*** Opening MATERIAL PROVIDED ***

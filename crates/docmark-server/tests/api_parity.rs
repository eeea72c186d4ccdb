//! API parity tests — the JSON shapes returned to invokers and written for
//! downstream consumers.
//!
//! These build the real on-disk stack in a temp dir and call the invocation
//! handler directly (no HTTP server needed).

use std::sync::Arc;

use base64::Engine;
use serde_json::json;
use tempfile::TempDir;

use docmark_ingest::{
    handle_invocation, FileTopicChannel, FsObjectStore, IngestWorker, MarkdownConverter,
};
use docmark_store::{RecordStore, SqliteRecordStore};

fn worker(dir: &TempDir, topic: Option<&str>) -> (IngestWorker, Arc<FsObjectStore>, Arc<SqliteRecordStore>) {
    let objects = Arc::new(FsObjectStore::new(dir.path().join("objects")));
    let records = Arc::new(SqliteRecordStore::open(dir.path().join("records")).unwrap());
    let worker = IngestWorker::new(
        objects.clone(),
        records.clone(),
        Arc::new(FileTopicChannel::new(dir.path().join("topics"))),
        Arc::new(MarkdownConverter::new()),
    )
    .with_topic(topic.map(str::to_string));
    (worker, objects, records)
}

/// Invokers read `{statusCode, headers, body}`.
#[test]
fn test_invocation_response_envelope() {
    let dir = TempDir::new().unwrap();
    let (worker, _, _) = worker(&dir, Some("conversions"));
    let body = base64::engine::general_purpose::STANDARD.encode("<h1>Title</h1><p>Body</p>");

    let response = handle_invocation(&worker, &json!({ "body": body, "fileName": "page.html" }));
    let envelope = serde_json::to_value(&response).unwrap();

    assert_eq!(envelope["statusCode"], 200);
    assert_eq!(envelope["headers"]["Content-Type"], "text/markdown");
    assert!(envelope["headers"]["X-Content-Hash"].is_string());
    assert!(envelope["body"].as_str().unwrap().contains("Title"));
}

/// Partial batch failures list each failed item for redelivery.
#[test]
fn test_batch_failure_shape() {
    let dir = TempDir::new().unwrap();
    let (worker, objects, records) = worker(&dir, Some("conversions"));
    objects.put("b", "h1/page.html", b"<p>Fine</p>").unwrap();
    records.create_pending("t", "h1").unwrap();

    let response = handle_invocation(
        &worker,
        &json!({ "Records": [
            { "messageId": "ok", "body": "{\"bucket\":\"b\",\"key\":\"h1/page.html\",\"table\":\"t\"}" },
            { "messageId": "gdoc", "body": "{\"bucket\":\"b\",\"key\":\"h2/file.document\",\"table\":\"t\"}" },
        ]}),
    );
    assert_eq!(response.status_code, 500);

    let body = response.body_json();
    assert!(body["error"].is_string());
    assert_eq!(body["processed"], 2);
    assert_eq!(body["succeeded"], 1);
    let failure = &body["batchItemFailures"][0];
    assert_eq!(failure["itemIdentifier"], "gdoc");
    assert_eq!(failure["stage"], "received");
    assert_eq!(failure["code"], "export_required");
    assert_eq!(failure["fileHash"], "h2");
    assert!(failure["error"].as_str().unwrap().contains("Export"));
}

/// Downstream readers see camelCase Result Records.
#[test]
fn test_result_record_shape() {
    let dir = TempDir::new().unwrap();
    let (worker, objects, records) = worker(&dir, Some("conversions"));
    objects.put("b", "h1/page.html", b"<p>Stored text</p>").unwrap();
    records.create_pending("t", "h1").unwrap();

    let response = handle_invocation(
        &worker,
        &json!({ "Records": [{ "body": { "bucket": "b", "key": "h1/page.html", "table": "t" } }] }),
    );
    assert_eq!(response.status_code, 200);

    let record = serde_json::to_value(records.get("t", "h1").unwrap().unwrap()).unwrap();
    assert_eq!(record["fileHash"], "h1");
    assert_eq!(record["processingStatus"], "completed");
    assert_eq!(record["textContent"], "Stored text");
    assert!(record["createdAt"].is_number());
    assert!(record["updatedAt"].is_number());
}

/// Without a topic the queued path is a configuration error, not a partial batch.
#[test]
fn test_missing_topic_shape() {
    let dir = TempDir::new().unwrap();
    let (worker, _, _) = worker(&dir, None);

    let response = handle_invocation(
        &worker,
        &json!({ "Records": [{ "body": "{\"bucket\":\"b\",\"key\":\"h1/a.pdf\",\"table\":\"t\"}" }] }),
    );
    assert_eq!(response.status_code, 500);
    let body = response.body_json();
    assert_eq!(body["code"], "configuration");
    assert!(body.get("batchItemFailures").is_none());
}
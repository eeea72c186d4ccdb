//! Configuration and data directory management.

use serde::{Deserialize, Serialize};
use std::path::{Path, PathBuf};
use tracing::warn;

use crate::error::{Error, Result};

/// Environment variable holding the notification topic address.
pub const TOPIC_ENV: &str = "DOCMARK_NOTIFICATION_TOPIC";

/// Paths to all docmark data directories.
#[derive(Debug, Clone, Serialize, Deserialize)]
pub struct DataPaths {
    /// Root data directory (e.g., `data/`).
    pub root: PathBuf,
    /// Filesystem object store (`data/objects/<bucket>/<key>`).
    pub objects: PathBuf,
    /// Result record database directory (`data/records/`).
    pub records: PathBuf,
    /// File-backed notification topics (`data/topics/`).
    pub topics: PathBuf,
}

impl DataPaths {
    /// Create data paths from a root directory. Creates directories if needed.
    pub fn new(root: impl AsRef<Path>) -> std::io::Result<Self> {
        let root = root.as_ref().to_path_buf();
        let paths = Self {
            objects: root.join("objects"),
            records: root.join("records"),
            topics: root.join("topics"),
            root,
        };
        paths.ensure_dirs()?;
        Ok(paths)
    }

    fn ensure_dirs(&self) -> std::io::Result<()> {
        std::fs::create_dir_all(&self.objects)?;
        std::fs::create_dir_all(&self.records)?;
        std::fs::create_dir_all(&self.topics)?;
        Ok(())
    }
}

/// Top-level worker configuration.
#[derive(Debug, Clone, Serialize, Deserialize)]
pub struct WorkerConfig {
    /// HTTP server port.
    pub port: u16,
    /// Data directory paths.
    pub data_paths: DataPaths,
    /// Where completion events are published. Required before any record is processed.
    pub notification_topic: Option<String>,
    /// Accept `.html` / `.htm` uploads.
    pub allow_html: bool,
    /// Reject objects whose declared MIME type does not match their extension.
    pub strict_mime: bool,
}

impl WorkerConfig {
    /// Create configuration from environment and defaults.
    pub fn from_env(data_dir: impl AsRef<Path>) -> std::io::Result<Self> {
        Self::from_lookup(data_dir, |name| std::env::var(name).ok())
    }

    /// Create configuration from an arbitrary variable source.
    pub fn from_lookup<F>(data_dir: impl AsRef<Path>, lookup: F) -> std::io::Result<Self>
    where
        F: Fn(&str) -> Option<String>,
    {
        let port = match lookup("PORT") {
            Some(raw) => raw.trim().parse().unwrap_or_else(|_| {
                warn!("Ignoring invalid PORT '{}', using 3004", raw);
                3004
            }),
            None => 3004,
        };

        let notification_topic = lookup(TOPIC_ENV)
            .map(|t| t.trim().to_string())
            .filter(|t| !t.is_empty());

        let allow_html = lookup("DOCMARK_ALLOW_HTML")
            .map(|v| parse_flag(&v))
            .unwrap_or(true);
        let strict_mime = lookup("DOCMARK_STRICT_MIME")
            .map(|v| parse_flag(&v))
            .unwrap_or(false);

        let data_paths = DataPaths::new(data_dir)?;

        Ok(Self {
            port,
            data_paths,
            notification_topic,
            allow_html,
            strict_mime,
        })
    }

    /// The notification topic, or a configuration error if it is unset.
    pub fn require_topic(&self) -> Result<&str> {
        self.notification_topic.as_deref().ok_or_else(|| {
            Error::Configuration(format!("{} is not set", TOPIC_ENV))
        })
    }
}

fn parse_flag(value: &str) -> bool {
    matches!(
        value.trim().to_ascii_lowercase().as_str(),
        "1" | "true" | "yes" | "on"
    )
}

#[cfg(test)]
mod tests {
    use super::*;
    use std::collections::HashMap;

    fn config_with(vars: &[(&str, &str)]) -> (WorkerConfig, tempfile::TempDir) {
        let dir = tempfile::tempdir().unwrap();
        let vars: HashMap<String, String> = vars
            .iter()
            .map(|(k, v)| (k.to_string(), v.to_string()))
            .collect();
        let config = WorkerConfig::from_lookup(dir.path(), |name| vars.get(name).cloned()).unwrap();
        (config, dir)
    }

    #[test]
    fn test_defaults() {
        let (config, dir) = config_with(&[]);
        assert_eq!(config.port, 3004);
        assert!(config.allow_html);
        assert!(!config.strict_mime);
        assert!(config.notification_topic.is_none());
        assert!(dir.path().join("objects").is_dir());
        assert!(dir.path().join("records").is_dir());
        assert!(dir.path().join("topics").is_dir());
    }

    #[test]
    fn test_missing_topic_is_configuration_error() {
        let (config, _dir) = config_with(&[(TOPIC_ENV, "   ")]);
        assert!(matches!(config.require_topic(), Err(Error::Configuration(_))));
    }

    #[test]
    fn test_overrides() {
        let (config, _dir) = config_with(&[
            (TOPIC_ENV, "conversions"),
            ("PORT", "8080"),
            ("DOCMARK_ALLOW_HTML", "false"),
            ("DOCMARK_STRICT_MIME", "yes"),
        ]);
        assert_eq!(config.require_topic().unwrap(), "conversions");
        assert_eq!(config.port, 8080);
        assert!(!config.allow_html);
        assert!(config.strict_mime);
    }

    #[test]
    fn test_invalid_port_falls_back() {
        let (config, _dir) = config_with(&[("PORT", "http")]);
        assert_eq!(config.port, 3004);
    }
}
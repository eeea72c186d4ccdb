//! docmark Core — error taxonomy, worker configuration, data directories.

pub mod config;
pub mod error;

pub use config::{DataPaths, WorkerConfig};
pub use error::{Error, Result};
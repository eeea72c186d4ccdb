//! HTTP route handlers.

pub mod health;
pub mod invoke;
pub mod records;

use std::sync::Arc;

use axum::Router;
use tower_http::cors::CorsLayer;
use tower_http::trace::TraceLayer;

use crate::state::AppState;

/// Build the main Axum router with all routes.
pub fn build_router(state: Arc<AppState>) -> Router {
    Router::new()
        .nest("/api", api_routes())
        .layer(TraceLayer::new_for_http())
        .layer(CorsLayer::permissive())
        .with_state(state)
}

fn api_routes() -> Router<Arc<AppState>> {
    Router::new()
        .merge(health::routes())
        .merge(invoke::routes())
        .merge(records::routes())
}
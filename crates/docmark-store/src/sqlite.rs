//! SQLite-backed result record store.
//!
//! Each logical table named in a trigger message maps to one SQLite table in
//! `db_dir/docmark.db`, keyed by `file_hash`.

use std::path::{Path, PathBuf};

use parking_lot::Mutex;
use rusqlite::{params, Connection, OptionalExtension};
use tracing::{debug, info};

use crate::schema::{is_valid_table_name, record_table_sql};
use crate::types::{ProcessingStatus, ResultRecord};
use crate::RecordStore;
use docmark_core::{Error, Result};

pub struct SqliteRecordStore {
    conn: Mutex<Connection>,
    db_path: PathBuf,
}

impl SqliteRecordStore {
    /// Open or create the store.
    ///
    /// `db_dir` is the directory (e.g., `data/records/`). The file will be `db_dir/docmark.db`.
    pub fn open(db_dir: impl AsRef<Path>) -> Result<Self> {
        let db_dir = db_dir.as_ref();
        std::fs::create_dir_all(db_dir).map_err(|e| Error::Persistence(e.to_string()))?;
        let db_path = db_dir.join("docmark.db");

        let conn = Self::create_connection(&db_path)?;
        let store = Self {
            conn: Mutex::new(conn),
            db_path,
        };

        let tables = store.tables()?;
        info!(
            "SqliteRecordStore initialized: {} tables, path={}",
            tables.len(),
            store.db_path.display()
        );
        Ok(store)
    }

    fn create_connection(db_path: &Path) -> Result<Connection> {
        let conn = Connection::open(db_path).map_err(db_err)?;
        conn.execute_batch(
            "PRAGMA journal_mode = WAL;
             PRAGMA synchronous = NORMAL;",
        )
        .map_err(db_err)?;
        Ok(conn)
    }

    pub fn db_path(&self) -> &Path {
        &self.db_path
    }

    /// Create a record table if it does not exist yet.
    pub fn create_table(&self, table: &str) -> Result<()> {
        check_table_name(table)?;
        let conn = self.conn.lock();
        conn.execute_batch(&record_table_sql(table))
            .map_err(|e| Error::Persistence(format!("Creating table '{}' failed: {}", table, e)))?;
        Ok(())
    }

    /// Names of all record tables.
    pub fn tables(&self) -> Result<Vec<String>> {
        let conn = self.conn.lock();
        let mut stmt = conn
            .prepare_cached(
                "SELECT name FROM sqlite_master WHERE type = 'table' \
                 AND name NOT LIKE 'sqlite_%' ORDER BY name",
            )
            .map_err(db_err)?;
        let rows = stmt
            .query_map([], |row| row.get::<_, String>(0))
            .map_err(db_err)?;
        rows.collect::<rusqlite::Result<Vec<_>>>().map_err(db_err)
    }

    fn table_exists(conn: &Connection, table: &str) -> Result<bool> {
        let found: Option<i64> = conn
            .prepare_cached("SELECT 1 FROM sqlite_master WHERE type = 'table' AND name = ?1")
            .map_err(db_err)?
            .query_row(params![table], |row| row.get(0))
            .optional()
            .map_err(db_err)?;
        Ok(found.is_some())
    }

    fn row_to_record(row: &rusqlite::Row<'_>) -> rusqlite::Result<ResultRecord> {
        let status: String = row.get("processing_status")?;
        Ok(ResultRecord {
            file_hash: row.get("file_hash")?,
            text_content: row.get("text_content")?,
            processing_status: ProcessingStatus::parse(&status)
                .unwrap_or(ProcessingStatus::Pending),
            created_at: row.get("created_at")?,
            updated_at: row.get("updated_at")?,
        })
    }
}

impl RecordStore for SqliteRecordStore {
    fn complete(&self, table: &str, file_hash: &str, text_content: &str) -> Result<()> {
        check_table_name(table)?;
        let conn = self.conn.lock();
        if !Self::table_exists(&conn, table)? {
            return Err(Error::Persistence(format!("Unknown table '{}'", table)));
        }

        // One statement, so both columns change together.
        let sql = format!(
            "UPDATE \"{}\" SET text_content = ?1, processing_status = ?2, updated_at = ?3 \
             WHERE file_hash = ?4",
            table
        );
        let count = conn
            .prepare_cached(&sql)
            .map_err(db_err)?
            .execute(params![
                text_content,
                ProcessingStatus::Completed.as_str(),
                now_millis(),
                file_hash,
            ])
            .map_err(db_err)?;

        if count == 0 {
            return Err(Error::Persistence(format!(
                "No record for fileHash '{}' in table '{}'",
                file_hash, table
            )));
        }
        debug!("Completed record {}/{} ({} chars)", table, file_hash, text_content.len());
        Ok(())
    }

    fn create_pending(&self, table: &str, file_hash: &str) -> Result<bool> {
        if file_hash.is_empty() {
            return Err(Error::Persistence("Empty fileHash".into()));
        }
        self.create_table(table)?;
        let conn = self.conn.lock();
        let sql = format!(
            "INSERT OR IGNORE INTO \"{}\" (file_hash, processing_status, created_at) \
             VALUES (?1, ?2, ?3)",
            table
        );
        let count = conn
            .prepare_cached(&sql)
            .map_err(db_err)?
            .execute(params![file_hash, ProcessingStatus::Pending.as_str(), now_millis()])
            .map_err(db_err)?;
        Ok(count > 0)
    }

    fn get(&self, table: &str, file_hash: &str) -> Result<Option<ResultRecord>> {
        check_table_name(table)?;
        let conn = self.conn.lock();
        if !Self::table_exists(&conn, table)? {
            return Ok(None);
        }
        let sql = format!("SELECT * FROM \"{}\" WHERE file_hash = ?1", table);
        let record = conn
            .prepare_cached(&sql)
            .map_err(db_err)?
            .query_row(params![file_hash], Self::row_to_record)
            .optional()
            .map_err(db_err)?;
        Ok(record)
    }
}

fn check_table_name(table: &str) -> Result<()> {
    if is_valid_table_name(table) {
        Ok(())
    } else {
        Err(Error::Persistence(format!("Invalid table name '{}'", table)))
    }
}

fn db_err(e: rusqlite::Error) -> Error {
    Error::Persistence(e.to_string())
}

fn now_millis() -> i64 {
    std::time::SystemTime::now()
        .duration_since(std::time::UNIX_EPOCH)
        .map(|d| d.as_millis() as i64)
        .unwrap_or(0)
}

*** Closing MATERIAL PROVIDED ***

EXERCISE DESCRIPTION: All lines above from the one holding "HTTP route handlers." to the one holding "SQLite table in", inclusive, are to be copied exactly; no other line is wanted.

RESPONSE AREA:
//! HTTP route handlers.

pub mod health;
pub mod invoke;
pub mod records;

use std::sync::Arc;

use axum::Router;
use tower_http::cors::CorsLayer;
use tower_http::trace::TraceLayer;

use crate::state::AppState;

/// Build the main Axum router with all routes.
pub fn build_router(state: Arc<AppState>) -> Router {
    Router::new()
        .nest("/api", api_routes())
        .layer(TraceLayer::new_for_http())
        .layer(CorsLayer::permissive())
        .with_state(state)
}

fn api_routes() -> Router<Arc<AppState>> {
    Router::new()
        .merge(health::routes())
        .merge(invoke::routes())
        .merge(records::routes())
}
filename crates/docmark-store/src/sqlite.rs
//! SQLite-backed result record store.
//!
//! Each logical table named in a trigger message maps to one SQLite table in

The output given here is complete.